What you are asked to do => The lines to print are the one containing "job's condition list." and every line after it through the end of the entries below. Print them exactly and nothing else.
****
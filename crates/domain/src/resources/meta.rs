//! Object metadata shared by every resource kind.

use crate::shared_kernel::NamespacedName;
use schemars::JsonSchema;
use serde::{Deserialize, Serialize};
use std::collections::BTreeMap;
use uuid::Uuid;

/// Standard metadata carried by persisted resources.
///
/// `resource_version` and `uid` are assigned by the cluster state provider;
/// the controller only reads them back (the version is the token for
/// compare-and-swap status updates).
#[derive(Debug, Clone, Default, Deserialize, JsonSchema, Serialize, PartialEq)]
#[serde(rename_all = "camelCase")]
pub struct ObjectMeta {
    pub name: String,
    #[serde(default)]
    pub namespace: String,
    #[serde(default, skip_serializing_if = "BTreeMap::is_empty")]
    pub labels: BTreeMap<String, String>,
    #[serde(default, skip_serializing_if = "BTreeMap::is_empty")]
    pub annotations: BTreeMap<String, String>,
    #[serde(default, skip_serializing_if = "Vec::is_empty")]
    pub owner_references: Vec<OwnerReference>,
    #[serde(default)]
    pub resource_version: u64,
    #[serde(skip_serializing_if = "Option::is_none")]
    pub uid: Option<Uuid>,
}

impl ObjectMeta {
    pub fn namespaced_name(&self) -> NamespacedName {
        NamespacedName::new(self.namespace.clone(), self.name.clone())
    }

    /// The owner reference marked as controller, if any.
    pub fn controller_ref(&self) -> Option<&OwnerReference> {
        self.owner_references.iter().find(|o| o.controller)
    }
}

/// Back-reference from a child resource to its owner.
///
/// Used for indexing and cascading lifecycle by the provider, never
/// dereferenced for mutation.
#[derive(Debug, Clone, Deserialize, JsonSchema, Serialize, PartialEq)]
#[serde(rename_all = "camelCase")]
pub struct OwnerReference {
    pub api_version: String,
    pub kind: String,
    pub name: String,
    #[serde(skip_serializing_if = "Option::is_none")]
    pub uid: Option<Uuid>,
    #[serde(default)]
    pub controller: bool,
}

/// Metadata of objects stamped out from a template (labels and annotations
/// only; names are derived by the controller).
#[derive(Debug, Clone, Default, Deserialize, JsonSchema, Serialize, PartialEq)]
#[serde(rename_all = "camelCase")]
pub struct TemplateMeta {
    #[serde(default, skip_serializing_if = "BTreeMap::is_empty")]
    pub labels: BTreeMap<String, String>,
    #[serde(default, skip_serializing_if = "BTreeMap::is_empty")]
    pub annotations: BTreeMap<String, String>,
}

/// Three-valued condition status.
#[derive(Debug, Clone, Copy, PartialEq, Eq, Serialize, Deserialize, JsonSchema)]
pub enum ConditionStatus {
    True,
    False,
    Unknown,
}
//! ClusterStateProvider - the boundary to the cluster.
//!
//! The reconciliation core consumes cluster state exclusively through this
//! port. Real watch delivery, storage, schema validation and leader election
//! live behind it; tests plug in an in-memory implementation.

use crate::resources::{DaemonJob, DaemonJobStatus, Job, Node};
use crate::shared_kernel::NamespacedName;
use async_trait::async_trait;
use serde::{Deserialize, Serialize};
use std::fmt;
use std::sync::Arc;
use tokio::sync::broadcast;

/// Errors surfaced by a cluster state provider.
///
/// `NotFound` on a parent read and `AlreadyExists` on a child create are
/// benign to the reconciler; everything else is retryable and bubbles up so
/// the event-delivery layer can reschedule with its own backoff.
#[derive(Debug, Clone, thiserror::Error)]
pub enum ClusterError {
    #[error("{kind} not found: {id}")]
    NotFound { kind: ResourceKind, id: NamespacedName },

    #[error("{kind} already exists: {id}")]
    AlreadyExists { kind: ResourceKind, id: NamespacedName },

    #[error("version conflict on {id}: expected {expected}, current {current}")]
    VersionConflict {
        id: NamespacedName,
        expected: u64,
        current: u64,
    },

    #[error("transient provider error: {message}")]
    Transient { message: String },
}

pub type ClusterResult<T> = std::result::Result<T, ClusterError>;

/// The three resource kinds the controller works with.
#[derive(Debug, Clone, Copy, PartialEq, Eq, Hash, Serialize, Deserialize)]
pub enum ResourceKind {
    DaemonJob,
    Job,
    Node,
}

impl fmt::Display for ResourceKind {
    fn fmt(&self, f: &mut fmt::Formatter<'_>) -> fmt::Result {
        match self {
            ResourceKind::DaemonJob => write!(f, "DaemonJob"),
            ResourceKind::Job => write!(f, "Job"),
            ResourceKind::Node => write!(f, "Node"),
        }
    }
}

/// What happened to a watched object.
#[derive(Debug, Clone, Copy, PartialEq, Eq)]
pub enum EventType {
    Added,
    Modified,
    Deleted,
}

/// One entry of a provider's change stream.
///
/// Carries enough identity to resolve the affected parent: for job events
/// the provider stamps `owner` using the registered owner-index extraction
/// function (last-known object for deletions); node and DaemonJob events
/// leave it empty.
#[derive(Debug, Clone)]
pub struct ChangeEvent {
    pub kind: ResourceKind,
    pub event_type: EventType,
    pub identity: NamespacedName,
    pub owner: Option<NamespacedName>,
}

/// Extraction function installed by the controller: resolves a child job to
/// the name of the owning parent, or `None` when the job is unowned or owned
/// by a foreign kind. The provider keeps its owner index current with it.
pub type JobOwnerExtractor = Arc<dyn Fn(&Job) -> Option<String> + Send + Sync>;

/// Read/watch/write access to DaemonJobs, their child jobs, and nodes.
#[async_trait]
pub trait ClusterStateProvider: Send + Sync {
    async fn get_daemon_job(&self, id: &NamespacedName) -> ClusterResult<Option<DaemonJob>>;

    async fn list_daemon_jobs(&self) -> ClusterResult<Vec<DaemonJob>>;

    /// All nodes, unfiltered, ordered by name.
    async fn list_nodes(&self) -> ClusterResult<Vec<Node>>;

    /// Child jobs owned by the given DaemonJob, served from the owner index
    /// rather than a full scan, ordered by name.
    async fn list_owned_jobs(&self, owner: &NamespacedName) -> ClusterResult<Vec<Job>>;

    /// Create a child job. Fails with `AlreadyExists` when an object with
    /// the same identity is present.
    async fn create_job(&self, job: Job) -> ClusterResult<()>;

    /// Status-only compare-and-swap update of a DaemonJob. Fails with
    /// `VersionConflict` when the object has moved past `expected_version`.
    async fn update_daemon_job_status(
        &self,
        id: &NamespacedName,
        status: DaemonJobStatus,
        expected_version: u64,
    ) -> ClusterResult<()>;

    /// Install the owner-index extraction function. The provider applies it
    /// to every child job it sees from then on.
    fn register_job_owner_index(&self, extract: JobOwnerExtractor);

    /// Subscribe to the change stream of one resource kind.
    fn subscribe(&self, kind: ResourceKind) -> broadcast::Receiver<ChangeEvent>;
}
//! Infrastructure layer: in-memory cluster state.
//!
//! `InMemoryCluster` implements the `ClusterStateProvider` port with
//! versioned in-process stores, an owner index and a broadcast watch hub.
//! It backs the test suites and doubles as a reference for what a real
//! provider has to guarantee.

pub mod cluster;

#[cfg(test)]
mod tests;

pub use cluster::*;
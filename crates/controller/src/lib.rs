//! Reconciliation core for DaemonJobs.
//!
//! One parent resource, N per-node child jobs, continuously reconciled:
//! the engine re-derives the correct set of child jobs whenever the declared
//! intent, the node population, or the set of already-created jobs changes.
//! Event delivery is external; each inbound identity triggers exactly one
//! level-triggered pass.

pub mod config;
pub mod desired;
pub mod fanin;
pub mod reconciler;
pub mod status;

pub use reconciler::{DaemonJobReconciler, ReconcileError};
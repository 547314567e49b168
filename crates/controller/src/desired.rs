//! Desired-state computation: which child jobs should exist right now.

use crate::config::{HOSTNAME_SELECTOR_KEY, NODE_NAME_ANNOTATION};
use daemonjob_domain::resources::{DaemonJob, Job, Node, ObjectMeta};

/// Placement predicate: a node should run the daemon job unless the job
/// template pins an explicit node name that differs. An empty or absent
/// constraint matches every node.
pub fn node_should_run_daemon_job(node: &Node, daemon_job: &DaemonJob) -> bool {
    match daemon_job
        .spec
        .job_template
        .spec
        .template
        .spec
        .node_name
        .as_deref()
    {
        None | Some("") => true,
        Some(pinned) => pinned == node.name(),
    }
}

/// Deterministic child job name for a (DaemonJob, node) pair. Stable across
/// reconciliations, so recomputation always yields the same identity for
/// the same desired job.
pub fn child_job_name(daemon_job: &DaemonJob, node_name: &str) -> String {
    format!("{}-{}", daemon_job.metadata.name, node_name)
}

/// Compute the set of jobs that should exist for `daemon_job`, one per
/// eligible node.
///
/// Each job gets a deep copy of the template spec, the template's labels and
/// annotations, the target-node annotation, and a node selector pinning it
/// to its node (overwriting any template-set value for that key; the
/// placement guarantee must hold regardless of template content). Owner
/// references are the caller's to set.
///
/// Zero eligible nodes yields an empty set; an unsatisfiable constraint is
/// not an error.
pub fn desired_jobs(daemon_job: &DaemonJob, nodes: &[Node]) -> Vec<Job> {
    let template = &daemon_job.spec.job_template;

    nodes
        .iter()
        .filter(|node| node_should_run_daemon_job(node, daemon_job))
        .map(|node| {
            let mut job = Job {
                metadata: ObjectMeta {
                    name: child_job_name(daemon_job, node.name()),
                    namespace: daemon_job.metadata.namespace.clone(),
                    labels: template.metadata.labels.clone(),
                    annotations: template.metadata.annotations.clone(),
                    ..ObjectMeta::default()
                },
                spec: template.spec.clone(),
                status: Default::default(),
            };
            job.metadata
                .annotations
                .insert(NODE_NAME_ANNOTATION.to_string(), node.name().to_string());
            job.spec
                .template
                .spec
                .node_selector
                .insert(HOSTNAME_SELECTOR_KEY.to_string(), node.name().to_string());
            job
        })
        .collect()
}
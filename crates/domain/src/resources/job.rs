//! Child job resource - one per (DaemonJob, node) pair.

use super::meta::{ConditionStatus, ObjectMeta, TemplateMeta};
use chrono::{DateTime, Utc};
use schemars::JsonSchema;
use serde::{Deserialize, Serialize};
use std::collections::BTreeMap;

/// A unit of work created from a DaemonJob's template, pinned to one node.
///
/// The controller creates jobs when desired and absent, and never updates or
/// deletes them afterward; deletion is user-driven or cascades from the
/// parent.
#[derive(Debug, Clone, Default, Deserialize, JsonSchema, Serialize, PartialEq)]
#[serde(rename_all = "camelCase")]
pub struct Job {
    #[serde(default)]
    pub metadata: ObjectMeta,
    #[serde(default)]
    pub spec: JobSpec,
    #[serde(default)]
    pub status: JobStatus,
}

impl Job {
    /// The terminal condition of this job, if it has one.
    ///
    /// A job is finished iff some condition of type `Complete` or `Failed`
    /// has status `True`; otherwise it is still in flight.
    pub fn finished_condition(&self) -> Option<JobConditionType> {
        self.status
            .conditions
            .iter()
            .find(|c| c.status == ConditionStatus::True)
            .map(|c| c.condition_type)
    }
}

/// JobSpec describes how the job's pod runs.
#[derive(Debug, Clone, Default, Deserialize, JsonSchema, Serialize, PartialEq)]
#[serde(rename_all = "camelCase")]
pub struct JobSpec {
    #[serde(skip_serializing_if = "Option::is_none")]
    pub parallelism: Option<i32>,
    #[serde(skip_serializing_if = "Option::is_none")]
    pub completions: Option<i32>,
    #[serde(skip_serializing_if = "Option::is_none")]
    pub backoff_limit: Option<i32>,
    #[serde(default)]
    pub template: PodTemplateSpec,
}

/// Pod template embedded in a job spec.
#[derive(Debug, Clone, Default, Deserialize, JsonSchema, Serialize, PartialEq)]
#[serde(rename_all = "camelCase")]
pub struct PodTemplateSpec {
    #[serde(default)]
    pub metadata: TemplateMeta,
    #[serde(default)]
    pub spec: PodSpec,
}

/// The executable part of a job.
///
/// `node_name` is the single placement constraint the controller honors;
/// `node_selector` is where it injects the per-node pin.
#[derive(Debug, Clone, Default, Deserialize, JsonSchema, Serialize, PartialEq)]
#[serde(rename_all = "camelCase")]
pub struct PodSpec {
    #[serde(default, skip_serializing_if = "Vec::is_empty")]
    pub containers: Vec<Container>,
    #[serde(skip_serializing_if = "Option::is_none")]
    pub restart_policy: Option<String>,
    #[serde(skip_serializing_if = "Option::is_none")]
    pub node_name: Option<String>,
    #[serde(default, skip_serializing_if = "BTreeMap::is_empty")]
    pub node_selector: BTreeMap<String, String>,
}

/// Container within a job's pod.
#[derive(Debug, Clone, Default, Deserialize, JsonSchema, Serialize, PartialEq)]
#[serde(rename_all = "camelCase")]
pub struct Container {
    pub name: String,
    #[serde(skip_serializing_if = "Option::is_none")]
    pub image: Option<String>,
    #[serde(default, skip_serializing_if = "Vec::is_empty")]
    pub command: Vec<String>,
    #[serde(default, skip_serializing_if = "Vec::is_empty")]
    pub args: Vec<String>,
    #[serde(default, skip_serializing_if = "Vec::is_empty")]
    pub env: Vec<EnvVar>,
}

/// Environment variable.
#[derive(Debug, Clone, Deserialize, JsonSchema, Serialize, PartialEq)]
#[serde(rename_all = "camelCase")]
pub struct EnvVar {
    pub name: String,
    #[serde(skip_serializing_if = "Option::is_none")]
    pub value: Option<String>,
}

/// Observed state of a job, written by the job's own execution machinery.
#[derive(Debug, Clone, Default, Deserialize, JsonSchema, Serialize, PartialEq)]
#[serde(rename_all = "camelCase")]
pub struct JobStatus {
    #[serde(default, skip_serializing_if = "Vec::is_empty")]
    pub conditions: Vec<JobCondition>,
    #[serde(skip_serializing_if = "Option::is_none")]
    pub active: Option<i32>,
    #[serde(skip_serializing_if = "Option::is_none")]
    pub succeeded: Option<i32>,
    #[serde(skip_serializing_if = "Option::is_none")]
    pub failed: Option<i32>,
}

/// Terminal outcome recorded on a job.
#[derive(Debug, Clone, Copy, PartialEq, Eq, Serialize, Deserialize, JsonSchema)]
pub enum JobConditionType {
    Complete,
    Failed,
}

/// A single entry of a job's condition list.
#[derive(Debug, Clone, Deserialize, JsonSchema, Serialize, PartialEq)]
#[serde(rename_all = "camelCase")]
pub struct JobCondition {
    #[serde(rename = "type")]
    pub condition_type: JobConditionType,
    pub status: ConditionStatus,
    #[serde(skip_serializing_if = "Option::is_none")]
    pub last_transition_time: Option<DateTime<Utc>>,
    #[serde(skip_serializing_if = "Option::is_none")]
    pub reason: Option<String>,
    #[serde(skip_serializing_if = "Option::is_none")]
    pub message: Option<String>,
}

impl JobCondition {
    pub fn new(condition_type: JobConditionType, status: ConditionStatus) -> Self {
        Self {
            condition_type,
            status,
            last_transition_time: Some(Utc::now()),
            reason: None,
            message: None,
        }
    }
}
****
Your solution =>
/// A single entry of a job's condition list.
#[derive(Debug, Clone, Deserialize, JsonSchema, Serialize, PartialEq)]
#[serde(rename_all = "camelCase")]
pub struct JobCondition {
    #[serde(rename = "type")]
    pub condition_type: JobConditionType,
    pub status: ConditionStatus,
    #[serde(skip_serializing_if = "Option::is_none")]
    pub last_transition_time: Option<DateTime<Utc>>,
    #[serde(skip_serializing_if = "Option::is_none")]
    pub reason: Option<String>,
    #[serde(skip_serializing_if = "Option::is_none")]
    pub message: Option<String>,
}

impl JobCondition {
    pub fn new(condition_type: JobConditionType, status: ConditionStatus) -> Self {
        Self {
            condition_type,
            status,
            last_transition_time: Some(Utc::now()),
            reason: None,
            message: None,
        }
    }
}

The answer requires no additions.